- **Assignment**:
From the data below, copy exactly the lines that lie between the one holding "use tokio::net::TcpStream;" and the one holding "let (mut reader, mut", including both, and nothing more.

- **Provided data**:
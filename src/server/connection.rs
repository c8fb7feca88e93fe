//! Per-connection handler
//!
//! Reads newline-terminated requests into a [`ClientSession`] and writes the
//! session's reply lines back to the socket. When the peer goes away, or the
//! connection fails, every subscription the session holds is released.

use std::net::SocketAddr;
use std::rc::Rc;

use bytes::{BufMut, BytesMut};
use tokio::io::{AsyncReadExt, AsyncWriteExt};
use tokio::net::TcpStream;
use tokio::sync::mpsc;

use crate::broker::Broker;
use crate::error::{Error, Result};
use crate::server::config::ServerConfig;
use crate::session::{ClientSession, SessionContext};

/// Split the next complete line off the front of `buf`
pub(crate) fn next_line(buf: &mut BytesMut) -> Option<String> {
    let pos = buf.iter().position(|&b| b == b'\n')?;
    let line = buf.split_to(pos + 1);
    Some(String::from_utf8_lossy(&line[..pos]).into_owned())
}

pub struct Connection {
    context: SessionContext,
    socket: TcpStream,
    config: ServerConfig,
    broker: Rc<Broker>,
}

impl Connection {
    pub fn new(
        session_id: u64,
        socket: TcpStream,
        peer_addr: SocketAddr,
        config: ServerConfig,
        broker: Rc<Broker>,
    ) -> Self {
        Self {
            context: SessionContext::new(session_id, peer_addr),
            socket,
            config,
            broker,
        }
    }

    pub fn context(&self) -> &SessionContext {
        &self.context
    }

    /// Serve the connection until the peer closes it or an error occurs
    pub async fn run(&mut self) -> Result<()> {
        let (tx, mut rx) = mpsc::unbounded_channel();
        let mut session = ClientSession::new(self.context.session_id, Rc::clone(&self.broker), tx);

        let result = self.serve(&mut session, &mut rx).await;
        session.close();

        let stats = &self.context.stats;
        tracing::debug!(
            session_id = self.context.session_id,
            requests = stats.requests,
            rejected = stats.rejected,
            lines_sent = stats.lines_sent,
            duration_ms = self.context.duration().as_millis() as u64,
            "Session finished"
        );

        result
    }

    async fn serve(
        &mut self,
        session: &mut ClientSession,
        rx: &mut mpsc::UnboundedReceiver<String>,
    ) -> Result<()> {
        let max_line_length = self.config.max_line_length;
        let stats = &mut self.context.stats;
        let (mut reader, mut writer) = self.socket.split();
        let mut buf = BytesMut::with_capacity(self.config.read_buffer_size);

        loop {
            tokio::select! {
                read = reader.read_buf(&mut buf) => {
                    let n = read?;
                    if n == 0 {
                        return Ok(());
                    }
                    stats.bytes_received += n as u64;

                    while let Some(line) = next_line(&mut buf) {
                        stats.requests += 1;
                        if session.handle_line(&line).is_err() {
                            stats.rejected += 1;
                        }
                    }

                    if buf.len() > max_line_length {
                        return Err(Error::Protocol(format!(
                            "request line longer than {} bytes",
                            max_line_length
                        )));
                    }
                }
                Some(line) = rx.recv() => {
                    let mut out = BytesMut::with_capacity(line.len() + 1);
                    let mut next = Some(line);
                    while let Some(line) = next.take().or_else(|| rx.try_recv().ok()) {
                        out.extend_from_slice(line.as_bytes());
                        out.put_u8(b'\n');
                        stats.record_line(line.len());
                    }
                    writer.write_all(&out).await?;
                }
            }
        }
    }
}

- **Response below**:
use tokio::net::TcpStream;
use tokio::sync::mpsc;

use crate::broker::Broker;
use crate::error::{Error, Result};
use crate::server::config::ServerConfig;
use crate::session::{ClientSession, SessionContext};

/// Split the next complete line off the front of `buf`
pub(crate) fn next_line(buf: &mut BytesMut) -> Option<String> {
    let pos = buf.iter().position(|&b| b == b'\n')?;
    let line = buf.split_to(pos + 1);
    Some(String::from_utf8_lossy(&line[..pos]).into_owned())
}

pub struct Connection {
    context: SessionContext,
    socket: TcpStream,
    config: ServerConfig,
    broker: Rc<Broker>,
}

impl Connection {
    pub fn new(
        session_id: u64,
        socket: TcpStream,
        peer_addr: SocketAddr,
        config: ServerConfig,
        broker: Rc<Broker>,
    ) -> Self {
        Self {
            context: SessionContext::new(session_id, peer_addr),
            socket,
            config,
            broker,
        }
    }

    pub fn context(&self) -> &SessionContext {
        &self.context
    }

    /// Serve the connection until the peer closes it or an error occurs
    pub async fn run(&mut self) -> Result<()> {
        let (tx, mut rx) = mpsc::unbounded_channel();
        let mut session = ClientSession::new(self.context.session_id, Rc::clone(&self.broker), tx);

        let result = self.serve(&mut session, &mut rx).await;
        session.close();

        let stats = &self.context.stats;
        tracing::debug!(
            session_id = self.context.session_id,
            requests = stats.requests,
            rejected = stats.rejected,
            lines_sent = stats.lines_sent,
            duration_ms = self.context.duration().as_millis() as u64,
            "Session finished"
        );

        result
    }

    async fn serve(
        &mut self,
        session: &mut ClientSession,
        rx: &mut mpsc::UnboundedReceiver<String>,
    ) -> Result<()> {
        let max_line_length = self.config.max_line_length;
        let stats = &mut self.context.stats;
        let (mut reader, mut writer) = self.socket.split();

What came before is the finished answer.